Perennial vegetables like rhubarb are such garden winners—plant them and have them in your garden for years to come, with very little maintenance.
Tricia plants rhubarb in our new video, and talks about its easy care. Rhubarb can grow in full sun or part shade.
RHUBARB PIE IN YOUR FUTURE
The most popular reason to plant rhubarb is to be able to enjoy springtime rhubarb pie, crisp, and compotes -- and to create preserves. The leaves are inedible but the edible stalks are ready to hop in to your pie plate.
COLORFUL STALKS BRIGHTEN YOUR GARDEN
Grow rhubarb for its good looks too. If you choose a variety with red or pink stalks you’ll have a dramatic contrast with the dark green leaves.
There is a range of colors in rhubarb varieties, but they all have the same flavor. Open pollinated rhubarb varieties will show some variation in color.

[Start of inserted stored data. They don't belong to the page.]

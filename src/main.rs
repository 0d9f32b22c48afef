//! notepadgtx - A plain-text editor for the terminal.
//!
//! # Usage
//!
//! ```bash
//! notepadgtx notes.txt
//! notepadgtx --file notes.txt --cli
//! notepadgtx --log-file editor.log
//! ```

use std::fs::File;
use std::path::PathBuf;
use std::sync::Mutex;

use anyhow::{Context, Result};
use clap::Parser;
use tracing_subscriber::EnvFilter;

use notepadgtx::app::App;
use notepadgtx::config::{
    ConfigFlags, Presentation, clear_config_flags, display_available, global_config_path,
    load_config_flags, local_override_path, resolve_presentation, save_config_flags,
};

/// A plain-text editor for the terminal
#[derive(Parser, Debug)]
#[command(name = "notepadgtx", version, about, long_about = None)]
struct Cli {
    /// File to open (created on first save if missing)
    #[arg(value_name = "FILE", conflicts_with = "file_flag")]
    file: Option<PathBuf>,

    /// File to open, as a flag
    #[arg(short = 'f', long = "file", value_name = "PATH")]
    file_flag: Option<PathBuf>,

    /// Run in the terminal
    #[arg(short, long, conflicts_with = "gui")]
    cli: bool,

    /// Run in a window when a display is available
    #[arg(short, long)]
    gui: bool,

    /// Write diagnostic logs to a file
    #[arg(long, value_name = "PATH")]
    log_file: Option<PathBuf>,

    /// Save current command-line flags as defaults
    #[arg(long)]
    save: bool,

    /// Clear saved defaults
    #[arg(long)]
    clear: bool,
}

/// Where diagnostics are written.
#[derive(Debug, Clone, PartialEq, Eq)]
enum LogTarget {
    File(PathBuf),
    /// No log file configured. stderr is the editor screen while it runs,
    /// so nothing is written.
    Discard,
}

/// The configured log file wins over `NOTEPADGTX_LOG_FILE`.
fn log_target(configured: Option<PathBuf>, env: Option<PathBuf>) -> LogTarget {
    configured.or(env).map_or(LogTarget::Discard, LogTarget::File)
}

fn init_logging(target: &LogTarget) -> Result<()> {
    let filter = EnvFilter::try_from_default_env().unwrap_or_else(|_| EnvFilter::new("warn"));
    let builder = tracing_subscriber::fmt()
        .with_env_filter(filter)
        .with_ansi(false);
    match target {
        LogTarget::File(path) => {
            let file = File::create(path)
                .with_context(|| format!("Failed to open log file {}", path.display()))?;
            builder.with_writer(Mutex::new(file)).init();
        }
        LogTarget::Discard => builder.with_writer(std::io::sink).init(),
    }
    Ok(())
}

fn main() -> Result<()> {
    let cli = Cli::parse();
    let global_path = global_config_path();
    let local_path = local_override_path();
    let cli_flags = ConfigFlags {
        presentation: if cli.gui {
            Some(Presentation::Windowed)
        } else if cli.cli {
            Some(Presentation::Terminal)
        } else {
            None
        },
        log_file: cli.log_file.clone(),
    };

    if cli.clear {
        clear_config_flags(&global_path)?;
    }
    if cli.save {
        save_config_flags(&global_path, &cli_flags)?;
    }

    let file_flags = if cli.clear {
        ConfigFlags::default()
    } else {
        let global_flags = load_config_flags(&global_path)?;
        let local_flags = load_config_flags(&local_path)?;
        global_flags.union(&local_flags)
    };
    let effective = file_flags.union(&cli_flags);

    let target = log_target(
        effective.log_file.clone(),
        std::env::var_os("NOTEPADGTX_LOG_FILE").map(PathBuf::from),
    );
    init_logging(&target)?;

    let presentation = resolve_presentation(effective.presentation, display_available());
    tracing::debug!(?presentation, requested = ?effective.presentation, "presentation resolved");

    let mut app = App::new(cli.file.or(cli.file_flag));
    if presentation == Presentation::Windowed {
        tracing::warn!("windowed presentation is not available in this build; using the terminal");
        app = app.with_notice("Windowed mode unavailable, running in the terminal");
    } else if effective.presentation == Some(Presentation::Windowed) {
        tracing::warn!("no display available; using the terminal");
    }

    app.run().context("Application error")
}

#[cfg(test)]
mod tests {
    use super::*;

    #[test]
    fn test_log_target_discards_without_log_file() {
        assert_eq!(log_target(None, None), LogTarget::Discard);
    }

    #[test]
    fn test_log_target_prefers_configured_file_over_env() {
        assert_eq!(
            log_target(Some(PathBuf::from("flag.log")), Some(PathBuf::from("env.log"))),
            LogTarget::File(PathBuf::from("flag.log"))
        );
        assert_eq!(
            log_target(None, Some(PathBuf::from("env.log"))),
            LogTarget::File(PathBuf::from("env.log"))
        );
    }

    #[test]
    fn test_cli_file_argument_conflicts_with_file_flag() {
        let err = Cli::try_parse_from(["notepadgtx", "a.txt", "--file", "b.txt"]).unwrap_err();
        assert_eq!(err.kind(), clap::error::ErrorKind::ArgumentConflict);
        assert!(Cli::try_parse_from(["notepadgtx", "--cli", "--gui"]).is_err());
    }
}
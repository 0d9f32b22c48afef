use crossterm::event::{Event, KeyCode, KeyEvent, KeyEventKind, KeyModifiers};
use ratatui::Frame;

use crate::app::model::{Prompt, PromptKind};
use crate::app::{App, Message, Model};
use crate::editor::Direction;

impl App {
    pub(super) fn handle_event(event: &Event, model: &Model) -> Option<Message> {
        match event {
            Event::Key(key) => Self::handle_key(*key, model),
            Event::Resize(w, h) => Some(Message::Resize(*w, *h)),
            _ => None,
        }
    }

    pub(super) fn handle_key(key: KeyEvent, model: &Model) -> Option<Message> {
        // Repeats arrive as Press on most terminals; Release only on enhanced ones.
        if key.kind == KeyEventKind::Release {
            return None;
        }

        if let Some(prompt) = model.prompt.as_ref() {
            return Self::handle_prompt_key(key, prompt);
        }

        let ctrl = key.modifiers.contains(KeyModifiers::CONTROL);
        let alt = key.modifiers.contains(KeyModifiers::ALT);
        match key.code {
            // Commands
            KeyCode::Char('u' | 's') if ctrl => Some(Message::Save),
            KeyCode::Char('n') if ctrl => Some(Message::StartSaveAs),
            KeyCode::Char('v') if ctrl => Some(Message::StartOpen),
            KeyCode::Char('k' | 'c') if ctrl => Some(Message::Exit),

            // Editing
            KeyCode::Char(c) if !ctrl && !alt => Some(Message::EditorInsertChar(c)),
            KeyCode::Tab => Some(Message::EditorInsertChar('\t')),
            KeyCode::Enter => Some(Message::EditorSplitLine),
            KeyCode::Backspace => Some(Message::EditorDeleteBack),
            KeyCode::Delete => Some(Message::EditorDeleteForward),

            // Navigation
            KeyCode::Up => Some(Message::EditorMoveCursor(Direction::Up)),
            KeyCode::Down => Some(Message::EditorMoveCursor(Direction::Down)),
            KeyCode::Left => Some(Message::EditorMoveCursor(Direction::Left)),
            KeyCode::Right => Some(Message::EditorMoveCursor(Direction::Right)),
            KeyCode::Home => Some(Message::EditorMoveCursor(Direction::Home)),
            KeyCode::End => Some(Message::EditorMoveCursor(Direction::End)),

            _ => None,
        }
    }

    fn handle_prompt_key(key: KeyEvent, prompt: &Prompt) -> Option<Message> {
        let ctrl = key.modifiers.contains(KeyModifiers::CONTROL);
        let alt = key.modifiers.contains(KeyModifiers::ALT);
        match key.code {
            KeyCode::Esc => Some(Message::PromptCancel),
            KeyCode::Char('c') if ctrl => Some(Message::PromptCancel),
            KeyCode::Enter => {
                let input = prompt.input.clone();
                Some(match prompt.kind {
                    PromptKind::SaveAs => Message::SaveAs(input),
                    PromptKind::Open => Message::Open(input),
                    PromptKind::ConfirmExit => Message::ConfirmExit(input),
                })
            }
            KeyCode::Backspace => {
                let mut next = prompt.input.clone();
                next.pop();
                Some(Message::PromptInput(next))
            }
            KeyCode::Char(c) if !ctrl && !alt => {
                let mut next = prompt.input.clone();
                next.push(c);
                Some(Message::PromptInput(next))
            }
            _ => None,
        }
    }

    pub(super) fn view(model: &mut Model, frame: &mut Frame) {
        crate::ui::render(model, frame);
    }
}
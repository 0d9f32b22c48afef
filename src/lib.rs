// Only allow lints that are either transitive-dependency noise or
// genuinely opinionated style choices that don't indicate real issues.
#![allow(
    // Transitive dependency version mismatches we can't control
    clippy::multiple_crate_versions,
    // module_name_repetitions is pure style preference (e.g. editor::EditorBuffer)
    clippy::module_name_repetitions
)]

//! # notepadgtx
//!
//! A small plain-text editor for the terminal.
//!
//! The editor keeps the document as a list of lines with a single cursor,
//! saves and opens whole files, and draws a status bar, a shortcut bar and
//! transient messages around the text.
//!
//! ## Architecture
//!
//! notepadgtx uses The Elm Architecture (TEA) pattern:
//! - **Model**: Application state
//! - **Message**: Events and actions
//! - **Update**: Pure state transitions
//! - **View**: Render to terminal
//!
//! ## Modules
//!
//! - [`editor`]: Line buffer, cursor and viewport projection
//! - [`files`]: Whole-file reads and writes
//! - [`app`]: Main application loop and state
//! - [`ui`]: Terminal UI components
//! - [`config`]: Launcher flags, presentation mode and saved defaults

pub mod app;
pub mod config;
pub mod editor;
pub mod files;
pub mod ui;

/// Re-export commonly used types
pub mod prelude {
    pub use crate::app::{App, Message, Model};
    pub use crate::editor::{Cursor, Direction, EditorBuffer};
    pub use crate::files::FileError;
    pub use crate::ui::viewport::Viewport;
}
use ratatui::Frame;
use ratatui::layout::Rect;
use ratatui::widgets::Paragraph;

use crate::app::Model;
use crate::ui::{SHORTCUTS, style};

/// Status line text: file name, modified marker and cursor position.
pub fn status_text(model: &Model) -> String {
    let modified = if model.is_modified() { "*" } else { "" };
    let cursor = model.buffer.cursor();
    format!(
        " {}{} | Line {}/{} Col {}",
        model.display_name(),
        modified,
        cursor.row + 1,
        model.buffer.line_count(),
        cursor.col + 1
    )
}

pub fn render_status_bar(model: &Model, frame: &mut Frame, area: Rect) {
    let status_bar = Paragraph::new(status_text(model)).style(style::status_bar_style());
    frame.render_widget(status_bar, area);
}

pub fn render_shortcut_bar(frame: &mut Frame, area: Rect) {
    let shortcuts = Paragraph::new(format!(" {SHORTCUTS}")).style(style::shortcut_bar_style());
    frame.render_widget(shortcuts, area);
}

pub fn render_toast_bar(model: &Model, frame: &mut Frame, area: Rect) {
    let Some((message, level)) = model.active_toast() else {
        return;
    };
    let (prefix, style) = style::toast_style(level);
    let toast = Paragraph::new(format!("{prefix} {message}")).style(style);
    frame.render_widget(toast, area);
}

A gardener recently asked us if the stalk colors change with soil pH (like the flower color in hydrangeas)—and the answer is no, the stalk colors don’t fluctuate with pH.
Ivette Soler, author of The Edible Front Yard, says that rhubarb “has the ornamental impact of that other architectural edible, the artichoke, with equally impressive leaves.” Use it as the centerpiece or to mark the corners of your garden areas.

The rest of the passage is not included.